YOUR GOAL |
Among the entries below, only the lines starting at the one with "let dx = (self.x - other.x) as i64;" and ending at the one with "impl<T: Clone> Grid<T>", both included, are to be printed exactly.

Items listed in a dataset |
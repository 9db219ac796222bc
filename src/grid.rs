//! Row-major 2D grid storage.
//!
//! `Grid<Cell>` is the occupancy map every stage reads and writes.
//! `Grid<bool>` is used as scratch visited-state during flood fills so the
//! occupancy map is never overloaded with traversal bookkeeping.

use serde::{Deserialize, Serialize};

/// State of a single map cell
#[derive(Debug, Clone, Copy, PartialEq, Eq, Hash, Default, Serialize, Deserialize)]
pub enum Cell {
    #[default]
    Empty,
    Occupied,
}

impl Cell {
    pub fn from_bool(occupied: bool) -> Self {
        if occupied {
            Cell::Occupied
        } else {
            Cell::Empty
        }
    }

    pub fn is_occupied(self) -> bool {
        self == Cell::Occupied
    }

    pub fn inverted(self) -> Self {
        match self {
            Cell::Empty => Cell::Occupied,
            Cell::Occupied => Cell::Empty,
        }
    }
}

/// Integer cell coordinate. Signed so neighbourhood offsets can step off the map.
#[derive(Debug, Clone, Copy, PartialEq, Eq, Hash, PartialOrd, Ord, Serialize, Deserialize)]
pub struct CellPos {
    pub x: i32,
    pub y: i32,
}

impl CellPos {
    pub const fn new(x: i32, y: i32) -> Self {
        Self { x, y }
    }

    pub fn offset(self, dx: i32, dy: i32) -> Self {
        Self::new(self.x + dx, self.y + dy)
    }

    /// Squared euclidean distance
    pub fn distance_sq(self, other: CellPos) -> i64 {
        let dx = (self.x - other.x) as i64;
        let dy = (self.y - other.y) as i64;
        dx * dx + dy * dy
    }
}

impl From<(i32, i32)> for CellPos {
    fn from((x, y): (i32, i32)) -> Self {
        Self::new(x, y)
    }
}

/// Dense 2D grid indexed by (x, y), stored row-major
#[derive(Debug, Clone, PartialEq, Eq, Serialize, Deserialize)]
pub struct Grid<T> {
    width: usize,
    height: usize,
    cells: Vec<T>,
}

impl<T: Clone> Grid<T> {
    pub fn new(width: usize, height: usize, fill: T) -> Self {
        Self {
            width,
            height,
            cells: vec![fill; width * height],
        }
    }
}

impl<T> Grid<T> {
    /// Build a grid by evaluating `f(x, y)` for every cell in row-major order
    pub fn from_fn(width: usize, height: usize, mut f: impl FnMut(usize, usize) -> T) -> Self {
        let mut cells = Vec::with_capacity(width * height);
        for y in 0..height {
            for x in 0..width {
                cells.push(f(x, y));
            }
        }
        Self {
            width,
            height,
            cells,
        }
    }

    pub fn width(&self) -> usize {
        self.width
    }

    pub fn height(&self) -> usize {
        self.height
    }

    pub fn len(&self) -> usize {
        self.cells.len()
    }

    pub fn is_empty(&self) -> bool {
        self.cells.is_empty()
    }

    pub fn in_bounds(&self, pos: CellPos) -> bool {
        pos.x >= 0 && pos.y >= 0 && (pos.x as usize) < self.width && (pos.y as usize) < self.height
    }

    fn index(&self, pos: CellPos) -> Option<usize> {
        self.in_bounds(pos)
            .then(|| pos.y as usize * self.width + pos.x as usize)
    }

    pub fn get(&self, pos: CellPos) -> Option<&T> {
        self.index(pos).map(|i| &self.cells[i])
    }

    pub fn get_mut(&mut self, pos: CellPos) -> Option<&mut T> {
        self.index(pos).map(move |i| &mut self.cells[i])
    }

    /// Write a value; returns false if `pos` is off the grid
    pub fn set(&mut self, pos: CellPos, value: T) -> bool {
        match self.get_mut(pos) {
            Some(slot) => {
                *slot = value;
                true
            }
            None => false,
        }
    }

    /// Iterate `(pos, value)` in row-major order
    pub fn iter(&self) -> impl Iterator<Item = (CellPos, &T)> {
        let width = self.width.max(1);
        self.cells
            .iter()
            .enumerate()
            .map(move |(i, v)| (CellPos::new((i % width) as i32, (i / width) as i32), v))
    }
}

impl Grid<Cell> {
    pub fn empty(width: usize, height: usize) -> Self {
        Self::new(width, height, Cell::Empty)
    }

    /// Out-of-bounds reads count as Empty
    pub fn is_occupied(&self, pos: CellPos) -> bool {
        self.get(pos).is_some_and(|c| c.is_occupied())
    }

    pub fn occupied_count(&self) -> usize {
        self.cells.iter().filter(|c| c.is_occupied()).count()
    }

    /// All occupied positions in row-major scan order
    pub fn occupied_cells(&self) -> Vec<CellPos> {
        self.iter()
            .filter(|(_, c)| c.is_occupied())
            .map(|(p, _)| p)
            .collect()
    }

    /// Parse an ASCII picture: `#` is Occupied, anything else Empty.
    /// The first line is row y = 0. Rows shorter than the widest are padded.
    pub fn from_ascii(picture: &str) -> Self {
        let rows: Vec<&str> = picture
            .lines()
            .map(str::trim)
            .filter(|l| !l.is_empty())
            .collect();
        let width = rows.iter().map(|r| r.chars().count()).max().unwrap_or(0);
        Self::from_fn(width, rows.len(), |x, y| {
            Cell::from_bool(rows[y].chars().nth(x) == Some('#'))
        })
    }

    /// Inverse of `from_ascii`
    pub fn to_ascii(&self) -> String {
        let mut out = String::with_capacity((self.width + 1) * self.height);
        for y in 0..self.height {
            for x in 0..self.width {
                let pos = CellPos::new(x as i32, y as i32);
                out.push(if self.is_occupied(pos) { '#' } else { '.' });
            }
            out.push('\n');
        }
        out
    }
}

#[cfg(test)]
mod tests {
    use super::*;

    #[test]
    fn test_out_of_bounds_is_empty() {
        let grid = Grid::new(3, 2, Cell::Occupied);
        assert!(grid.is_occupied(CellPos::new(2, 1)));
        assert!(!grid.is_occupied(CellPos::new(3, 0)));
        assert!(!grid.is_occupied(CellPos::new(-1, 0)));
        assert!(!grid.is_occupied(CellPos::new(0, 2)));
    }

    #[test]
    fn test_row_major_iteration() {
        let grid = Grid::from_fn(3, 2, |x, y| (x, y));
        let order: Vec<_> = grid.iter().map(|(_, v)| *v).collect();
        assert_eq!(order, vec![(0, 0), (1, 0), (2, 0), (0, 1), (1, 1), (2, 1)]);
    }

    #[test]
    fn test_set_off_grid_is_rejected() {
        let mut grid = Grid::empty(2, 2);
        assert!(!grid.set(CellPos::new(5, 5), Cell::Occupied));
        assert!(grid.set(CellPos::new(1, 1), Cell::Occupied));
        assert_eq!(grid.occupied_count(), 1);
    }

    #[test]
    fn test_ascii_roundtrip() {
        let picture = "#..\n.##\n";
        let grid = Grid::from_ascii(picture);
        assert_eq!(grid.width(), 3);
        assert_eq!(grid.height(), 2);
        assert!(grid.is_occupied(CellPos::new(0, 0)));
        assert!(grid.is_occupied(CellPos::new(2, 1)));
        assert_eq!(grid.to_ascii(), picture);
    }

    #[test]
    fn test_zero_size_grid() {
        let grid = Grid::empty(0, 0);
        assert!(grid.is_empty());
        assert_eq!(grid.occupied_cells(), Vec::new());
    }
}
//! Centralized generation constants for the level core.
//!
//! Default values for the generator configuration live here so config
//! defaults, the pipeline and the tests agree on one source of truth.

// =====================================================
// Grid
// =====================================================

/// Default map width in cells
pub const DEFAULT_WIDTH: usize = 64;

/// Default map height in cells
pub const DEFAULT_HEIGHT: usize = 64;

// =====================================================
// Noise
// =====================================================

/// Noise value at or above which a cell starts Occupied
pub const DEFAULT_NOISE_THRESHOLD: f32 = 0.5;

/// Noise-space distance between neighbouring cells
pub const DEFAULT_NOISE_SCALE: f32 = 0.1;

/// Per-axis bound of the random noise offset: offsets are drawn from [-B, B)
pub const DEFAULT_NOISE_OFFSET_BOUND: f32 = 100.0;

// =====================================================
// Regions
// =====================================================

/// Regions with fewer cells than this are discarded
pub const DEFAULT_MIN_REGION_SIZE: usize = 5;

/// Maximum full passes the region connector may make before giving up
pub const DEFAULT_MAX_CONNECTION_ITERATIONS: usize = 300;

// =====================================================
// Rules
// =====================================================

/// Side length of the standard neighbourhood window
pub const STANDARD_CONDITION_SIDE: usize = 3;

/// Number of distinct 3x3 binary neighbourhoods (2^9)
pub const NEIGHBOURHOOD_3X3_COUNT: u32 = 1 << 9;

/// Default number of cellular automaton sweeps per map
pub const DEFAULT_SMOOTHING_PASSES: usize = 1;
//! Result types pairing entries with processor payloads

use crate::content::{MemberSet, ObjectSnapshot};
use serde_json::Value;

/// Payload produced by a processor when a needle matches
#[derive(Debug, Clone, PartialEq)]
pub enum SearchOutcome {
    /// Whole-word text hit with its occurrence count
    Text { needle: String, count: usize },
    /// Value found under a matching key in structured content
    Value(Value),
    /// The matched object itself, when the needle named one of its fields
    Object(ObjectSnapshot),
    /// Member names equal to the needle, grouped by classification
    Members(MemberSet),
}

/// One processor's hit against one entry
#[derive(Debug, Clone, PartialEq)]
pub struct SearchHit {
    pub processor: String,
    pub outcome: SearchOutcome,
}

/// Every hit recorded against a single entry during a registry search
///
/// Hits are kept per processor rather than collapsed to the last one, so a
/// caller sees each processor that matched and can pick among the payloads.
#[derive(Debug, Clone, Default, PartialEq)]
pub struct SearchResult {
    hits: Vec<SearchHit>,
}

impl SearchResult {
    pub(crate) fn push(&mut self, processor: &str, outcome: SearchOutcome) {
        self.hits.push(SearchHit {
            processor: processor.to_string(),
            outcome,
        });
    }

    pub fn hits(&self) -> &[SearchHit] {
        &self.hits
    }

    /// The payload a specific processor produced, if it matched
    pub fn outcome(&self, processor: &str) -> Option<&SearchOutcome> {
        self.hits
            .iter()
            .find(|hit| hit.processor == processor)
            .map(|hit| &hit.outcome)
    }

    pub fn len(&self) -> usize {
        self.hits.len()
    }

    pub fn is_empty(&self) -> bool {
        self.hits.is_empty()
    }
}

#[cfg(test)]
mod tests {
    use super::*;

    #[test]
    fn test_hits_are_kept_per_processor() {
        let mut result = SearchResult::default();
        result.push("text_search", SearchOutcome::Text { needle: "x".into(), count: 1 });
        result.push("structured_search", SearchOutcome::Value(serde_json::json!("v")));

        assert_eq!(result.len(), 2);
        assert!(result.outcome("text_search").is_some());
        assert!(result.outcome("structured_search").is_some());
        assert!(result.outcome("object_search").is_none());
    }
}
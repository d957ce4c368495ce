//! Content search processors
//!
//! Each processor is a stateless strategy over one content variant:
//! `is_supported` gates which shapes it understands, and `search` looks a
//! needle up inside them. Unsupported content is ignored, never an error.

mod object;
mod result;
mod structured;
mod text;

pub use object::ObjectSearchProcessor;
pub use result::{SearchHit, SearchOutcome, SearchResult};
pub use structured::StructuredSearchProcessor;
pub use text::TextSearchProcessor;

use crate::content::Content;

/// A pluggable, needle-based search strategy over cached content
pub trait SearchProcessor {
    /// Stable name the registry keys this processor by
    fn name(&self) -> &str;

    /// Whether this processor understands the given content variant
    fn is_supported(&self, content: &Content) -> bool;

    /// Searches `content` for `needle`
    ///
    /// Returns `None` for unsupported content or when nothing matches.
    fn search(&self, needle: &str, content: &Content) -> Option<SearchOutcome>;
}
//! Member-name search over object snapshots

use super::{SearchOutcome, SearchProcessor};
use crate::content::Content;

/// Looks a needle up among an object's fields and member names
///
/// A needle naming a directly accessible field returns the whole snapshot;
/// otherwise the member listing is filtered for names equal to the needle
/// and returned as a grouped breakdown.
#[derive(Debug, Default)]
pub struct ObjectSearchProcessor;

impl SearchProcessor for ObjectSearchProcessor {
    fn name(&self) -> &str {
        "object_search"
    }

    fn is_supported(&self, content: &Content) -> bool {
        matches!(content, Content::Object(_))
    }

    fn search(&self, needle: &str, content: &Content) -> Option<SearchOutcome> {
        let Content::Object(snapshot) = content else {
            return None;
        };

        if snapshot.has_field(needle) {
            return Some(SearchOutcome::Object(snapshot.clone()));
        }

        let matching = snapshot.members().matching(needle);
        if matching.is_empty() {
            return None;
        }

        Some(SearchOutcome::Members(matching))
    }
}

FINISHED EXERCISE |
        let dx = (self.x - other.x) as i64;
        let dy = (self.y - other.y) as i64;
        dx * dx + dy * dy
    }
}

impl From<(i32, i32)> for CellPos {
    fn from((x, y): (i32, i32)) -> Self {
        Self::new(x, y)
    }
}

/// Dense 2D grid indexed by (x, y), stored row-major
#[derive(Debug, Clone, PartialEq, Eq, Serialize, Deserialize)]
pub struct Grid<T> {
    width: usize,
    height: usize,
    cells: Vec<T>,
}

impl<T: Clone> Grid<T> {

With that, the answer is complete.